[Records from a dataset]
-- Opening Marker --

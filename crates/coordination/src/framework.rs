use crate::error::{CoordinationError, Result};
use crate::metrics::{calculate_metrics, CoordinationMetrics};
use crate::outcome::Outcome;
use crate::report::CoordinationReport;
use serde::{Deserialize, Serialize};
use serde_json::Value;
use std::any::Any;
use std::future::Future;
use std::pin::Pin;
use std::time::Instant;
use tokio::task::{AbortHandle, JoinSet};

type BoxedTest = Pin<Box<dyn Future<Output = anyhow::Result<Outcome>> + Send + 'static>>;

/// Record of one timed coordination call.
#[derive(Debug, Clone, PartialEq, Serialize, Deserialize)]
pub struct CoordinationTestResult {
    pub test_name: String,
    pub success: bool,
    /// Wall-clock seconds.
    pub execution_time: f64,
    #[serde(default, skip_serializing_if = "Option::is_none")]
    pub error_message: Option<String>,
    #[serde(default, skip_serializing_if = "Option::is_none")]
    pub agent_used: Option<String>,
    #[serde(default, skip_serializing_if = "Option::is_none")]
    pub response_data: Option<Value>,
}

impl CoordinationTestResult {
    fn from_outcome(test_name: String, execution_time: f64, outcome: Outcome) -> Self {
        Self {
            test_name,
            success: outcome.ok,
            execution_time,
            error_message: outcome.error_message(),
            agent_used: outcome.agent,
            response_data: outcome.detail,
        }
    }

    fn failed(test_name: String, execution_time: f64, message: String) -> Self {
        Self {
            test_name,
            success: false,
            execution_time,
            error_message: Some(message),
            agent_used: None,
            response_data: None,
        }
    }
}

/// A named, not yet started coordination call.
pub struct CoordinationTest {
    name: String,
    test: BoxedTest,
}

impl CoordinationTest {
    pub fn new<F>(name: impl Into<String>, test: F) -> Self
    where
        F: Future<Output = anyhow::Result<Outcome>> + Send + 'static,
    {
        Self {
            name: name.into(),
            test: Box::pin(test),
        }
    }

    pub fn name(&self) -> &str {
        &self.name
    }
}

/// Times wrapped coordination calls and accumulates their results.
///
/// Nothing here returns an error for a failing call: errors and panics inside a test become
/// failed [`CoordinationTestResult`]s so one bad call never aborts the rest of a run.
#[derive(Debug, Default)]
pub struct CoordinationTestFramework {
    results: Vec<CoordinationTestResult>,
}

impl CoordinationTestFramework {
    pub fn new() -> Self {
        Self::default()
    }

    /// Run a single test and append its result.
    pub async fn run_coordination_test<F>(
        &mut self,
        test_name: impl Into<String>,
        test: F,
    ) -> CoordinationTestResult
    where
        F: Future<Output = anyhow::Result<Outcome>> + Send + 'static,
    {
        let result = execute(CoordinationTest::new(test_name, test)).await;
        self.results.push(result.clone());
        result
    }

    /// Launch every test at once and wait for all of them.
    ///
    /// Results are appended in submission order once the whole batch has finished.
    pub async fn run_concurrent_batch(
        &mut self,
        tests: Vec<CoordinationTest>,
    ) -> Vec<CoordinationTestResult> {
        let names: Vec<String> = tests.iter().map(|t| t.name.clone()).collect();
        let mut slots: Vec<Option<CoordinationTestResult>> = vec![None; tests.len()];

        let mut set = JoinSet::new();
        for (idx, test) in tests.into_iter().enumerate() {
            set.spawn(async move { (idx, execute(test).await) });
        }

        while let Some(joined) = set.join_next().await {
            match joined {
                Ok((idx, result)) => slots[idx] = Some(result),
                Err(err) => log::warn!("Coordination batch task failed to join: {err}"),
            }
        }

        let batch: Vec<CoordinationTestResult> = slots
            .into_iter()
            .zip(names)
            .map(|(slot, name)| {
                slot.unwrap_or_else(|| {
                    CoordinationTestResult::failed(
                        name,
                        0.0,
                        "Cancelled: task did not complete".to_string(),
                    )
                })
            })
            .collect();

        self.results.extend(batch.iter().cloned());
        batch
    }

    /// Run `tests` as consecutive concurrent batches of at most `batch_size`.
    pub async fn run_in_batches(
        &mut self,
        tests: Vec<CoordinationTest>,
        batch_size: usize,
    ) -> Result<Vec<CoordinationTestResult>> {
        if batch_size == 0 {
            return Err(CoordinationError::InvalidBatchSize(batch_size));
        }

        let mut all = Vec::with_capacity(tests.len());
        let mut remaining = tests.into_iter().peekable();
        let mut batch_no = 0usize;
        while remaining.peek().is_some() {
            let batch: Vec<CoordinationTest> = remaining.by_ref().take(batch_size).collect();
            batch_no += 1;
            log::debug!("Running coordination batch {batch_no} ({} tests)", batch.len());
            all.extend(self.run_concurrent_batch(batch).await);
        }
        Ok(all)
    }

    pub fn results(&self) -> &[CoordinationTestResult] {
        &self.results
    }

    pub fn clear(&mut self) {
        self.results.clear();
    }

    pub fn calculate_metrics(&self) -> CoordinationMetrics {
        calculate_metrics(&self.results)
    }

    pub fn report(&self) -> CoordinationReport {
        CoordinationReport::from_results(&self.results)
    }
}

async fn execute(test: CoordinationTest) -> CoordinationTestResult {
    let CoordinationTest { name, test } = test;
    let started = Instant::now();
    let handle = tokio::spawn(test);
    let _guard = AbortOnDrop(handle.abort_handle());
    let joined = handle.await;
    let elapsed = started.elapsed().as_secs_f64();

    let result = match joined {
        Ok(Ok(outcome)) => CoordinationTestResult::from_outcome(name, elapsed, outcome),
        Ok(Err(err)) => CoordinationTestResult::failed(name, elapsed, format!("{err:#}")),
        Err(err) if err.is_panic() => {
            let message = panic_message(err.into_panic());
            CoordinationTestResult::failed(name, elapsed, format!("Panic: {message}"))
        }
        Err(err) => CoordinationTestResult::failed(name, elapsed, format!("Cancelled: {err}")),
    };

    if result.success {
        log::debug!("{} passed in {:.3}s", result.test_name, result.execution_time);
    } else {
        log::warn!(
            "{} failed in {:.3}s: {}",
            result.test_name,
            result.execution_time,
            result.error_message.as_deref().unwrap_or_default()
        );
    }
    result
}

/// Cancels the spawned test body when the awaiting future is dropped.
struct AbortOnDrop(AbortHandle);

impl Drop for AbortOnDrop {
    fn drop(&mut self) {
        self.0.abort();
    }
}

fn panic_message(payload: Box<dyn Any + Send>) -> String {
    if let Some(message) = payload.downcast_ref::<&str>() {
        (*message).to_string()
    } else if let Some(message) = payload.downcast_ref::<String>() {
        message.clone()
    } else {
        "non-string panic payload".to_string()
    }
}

-- Closing Marker --

▶ _Exercise description_: Find "else if let" in the records. Copy its line and every line after it, exactly, through the last one.

▶ _Answer area_:
    } else if let Some(message) = payload.downcast_ref::<String>() {
        message.clone()
    } else {
        "non-string panic payload".to_string()
    }
}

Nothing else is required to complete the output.